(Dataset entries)
-------

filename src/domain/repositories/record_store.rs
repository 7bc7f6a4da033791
//! Store trait for directory records.

use crate::domain::entities::{ExternalRecord, Submission};
use async_trait::async_trait;

/// Errors raised by a [`RecordStore`].
#[derive(Debug, thiserror::Error)]
pub enum StoreError {
    /// The store could not be reached.
    #[error("record store unreachable: {0}")]
    Network(String),

    /// The store answered, but the body could not be decoded.
    #[error("record store response could not be decoded: {0}")]
    Decode(String),

    /// The store answered with a non-success status.
    #[error("record store returned {status}: {message}")]
    Upstream { status: u16, message: String },
}

impl StoreError {
    /// Status code to report for this failure.
    ///
    /// Upstream failures mirror the store's status; everything else is a 500.
    pub fn status(&self) -> u16 {
        match self {
            Self::Upstream { status, .. } => *status,
            Self::Network(_) | Self::Decode(_) => 500,
        }
    }
}

/// Access to the external record store.
///
/// # Implementations
///
/// - [`crate::infrastructure::notion::NotionStore`] - Notion REST API
/// - Test mocks available with `cfg(test)`
#[cfg_attr(test, mockall::automock)]
#[async_trait]
pub trait RecordStore: Send + Sync {
    /// Queries every listing record, sorted ascending by name.
    ///
    /// Issues exactly one request. No retries.
    ///
    /// # Errors
    ///
    /// - [`StoreError::Upstream`] on a non-success status
    /// - [`StoreError::Network`] / [`StoreError::Decode`] when the store is
    ///   unreachable or the response is unparsable
    async fn query_records(&self) -> Result<Vec<ExternalRecord>, StoreError>;

    /// Creates a candidate record in the submission collection.
    ///
    /// # Returns
    ///
    /// The store's success status code.
    ///
    /// # Errors
    ///
    /// Same taxonomy as [`RecordStore::query_records`].
    async fn create_record(&self, submission: &Submission) -> Result<u16, StoreError>;

    /// Checks that the listing collection is reachable with the configured credential.
    async fn health_check(&self) -> Result<(), StoreError>;
}
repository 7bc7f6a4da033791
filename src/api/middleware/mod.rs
//! HTTP middleware for request processing.
//!
//! Provides request/response tracing.

pub mod tracing;
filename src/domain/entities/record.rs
//! Raw record entity as returned by the record store.

use serde::{Deserialize, Serialize};
use serde_json::Value;

/// JSON pointer to a record's title text.
pub const NAME_POINTER: &str = "/properties/name/title/0/text/content";

/// JSON pointer to a record's link text.
pub const LINK_POINTER: &str = "/properties/link/rich_text/0/plain_text";

/// JSON pointer to a record's description text.
pub const DESCRIPTION_POINTER: &str = "/properties/description/rich_text/0/plain_text";

/// A loosely-typed record from the external store.
///
/// The store returns nested objects whose properties may be missing, empty, or of
/// an unexpected shape. The record is kept as an opaque JSON value so that one
/// malformed entry never fails decoding of the whole result page; fields are read
/// on demand through [`ExternalRecord::text_at`].
#[derive(Debug, Clone, PartialEq, Deserialize, Serialize)]
#[serde(transparent)]
pub struct ExternalRecord(Value);

impl ExternalRecord {
    /// Wraps a raw JSON value.
    pub fn new(value: Value) -> Self {
        Self(value)
    }

    /// Returns the store-assigned record id, if present.
    pub fn id(&self) -> Option<&str> {
        self.0.get("id").and_then(Value::as_str)
    }

    /// Reads the string at `pointer`.
    ///
    /// Returns `None` when any segment is missing or the leaf is not a string.
    pub fn text_at(&self, pointer: &str) -> Option<&str> {
        self.0.pointer(pointer).and_then(Value::as_str)
    }

    pub fn name(&self) -> Option<&str> {
        self.text_at(NAME_POINTER)
    }

    pub fn link(&self) -> Option<&str> {
        self.text_at(LINK_POINTER)
    }

    pub fn description(&self) -> Option<&str> {
        self.text_at(DESCRIPTION_POINTER)
    }

    /// Returns the underlying JSON value.
    pub fn as_value(&self) -> &Value {
        &self.0
    }
}

impl From<Value> for ExternalRecord {
    fn from(value: Value) -> Self {
        Self(value)
    }
}
//! Web layer for the public directory page.
//!
//! Uses Askama templates for server-side rendering.
//!
//! # Modules
//!
//! - [`handlers`] - Template rendering handlers
//! - [`routes`] - Page route configuration

pub mod handlers;
pub mod routes;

-------

In your answer, print every entry exactly as it appears.

filename src/domain/repositories/record_store.rs
repository 7bc7f6a4da033791
//! Store trait for directory records.

use crate::domain::entities::{ExternalRecord, Submission};
use async_trait::async_trait;

/// Errors raised by a [`RecordStore`].
#[derive(Debug, thiserror::Error)]
pub enum StoreError {
    /// The store could not be reached.
    #[error("record store unreachable: {0}")]
    Network(String),

    /// The store answered, but the body could not be decoded.
    #[error("record store response could not be decoded: {0}")]
    Decode(String),

    /// The store answered with a non-success status.
    #[error("record store returned {status}: {message}")]
    Upstream { status: u16, message: String },
}

impl StoreError {
    /// Status code to report for this failure.
    ///
    /// Upstream failures mirror the store's status; everything else is a 500.
    pub fn status(&self) -> u16 {
        match self {
            Self::Upstream { status, .. } => *status,
            Self::Network(_) | Self::Decode(_) => 500,
        }
    }
}

/// Access to the external record store.
///
/// # Implementations
///
/// - [`crate::infrastructure::notion::NotionStore`] - Notion REST API
/// - Test mocks available with `cfg(test)`
#[cfg_attr(test, mockall::automock)]
#[async_trait]
pub trait RecordStore: Send + Sync {
    /// Queries every listing record, sorted ascending by name.
    ///
    /// Issues exactly one request. No retries.
    ///
    /// # Errors
    ///
    /// - [`StoreError::Upstream`] on a non-success status
    /// - [`StoreError::Network`] / [`StoreError::Decode`] when the store is
    ///   unreachable or the response is unparsable
    async fn query_records(&self) -> Result<Vec<ExternalRecord>, StoreError>;

    /// Creates a candidate record in the submission collection.
    ///
    /// # Returns
    ///
    /// The store's success status code.
    ///
    /// # Errors
    ///
    /// Same taxonomy as [`RecordStore::query_records`].
    async fn create_record(&self, submission: &Submission) -> Result<u16, StoreError>;

    /// Checks that the listing collection is reachable with the configured credential.
    async fn health_check(&self) -> Result<(), StoreError>;
}
repository 7bc7f6a4da033791
filename src/api/middleware/mod.rs
//! HTTP middleware for request processing.
//!
//! Provides request/response tracing.

pub mod tracing;
filename src/domain/entities/record.rs
//! Raw record entity as returned by the record store.

use serde::{Deserialize, Serialize};
use serde_json::Value;

/// JSON pointer to a record's title text.
pub const NAME_POINTER: &str = "/properties/name/title/0/text/content";

/// JSON pointer to a record's link text.
pub const LINK_POINTER: &str = "/properties/link/rich_text/0/plain_text";

/// JSON pointer to a record's description text.
pub const DESCRIPTION_POINTER: &str = "/properties/description/rich_text/0/plain_text";

/// A loosely-typed record from the external store.
///
/// The store returns nested objects whose properties may be missing, empty, or of
/// an unexpected shape. The record is kept as an opaque JSON value so that one
/// malformed entry never fails decoding of the whole result page; fields are read
/// on demand through [`ExternalRecord::text_at`].
#[derive(Debug, Clone, PartialEq, Deserialize, Serialize)]
#[serde(transparent)]
pub struct ExternalRecord(Value);

impl ExternalRecord {
    /// Wraps a raw JSON value.
    pub fn new(value: Value) -> Self {
        Self(value)
    }

    /// Returns the store-assigned record id, if present.
    pub fn id(&self) -> Option<&str> {
        self.0.get("id").and_then(Value::as_str)
    }

    /// Reads the string at `pointer`.
    ///
    /// Returns `None` when any segment is missing or the leaf is not a string.
    pub fn text_at(&self, pointer: &str) -> Option<&str> {
        self.0.pointer(pointer).and_then(Value::as_str)
    }

    pub fn name(&self) -> Option<&str> {
        self.text_at(NAME_POINTER)
    }

    pub fn link(&self) -> Option<&str> {
        self.text_at(LINK_POINTER)
    }

    pub fn description(&self) -> Option<&str> {
        self.text_at(DESCRIPTION_POINTER)
    }

    /// Returns the underlying JSON value.
    pub fn as_value(&self) -> &Value {
        &self.0
    }
}

impl From<Value> for ExternalRecord {
    fn from(value: Value) -> Self {
        Self(value)
    }
}
//! Web layer for the public directory page.
//!
//! Uses Askama templates for server-side rendering.
//!
//! # Modules
//!
//! - [`handlers`] - Template rendering handlers
//! - [`routes`] - Page route configuration

pub mod handlers;
pub mod routes;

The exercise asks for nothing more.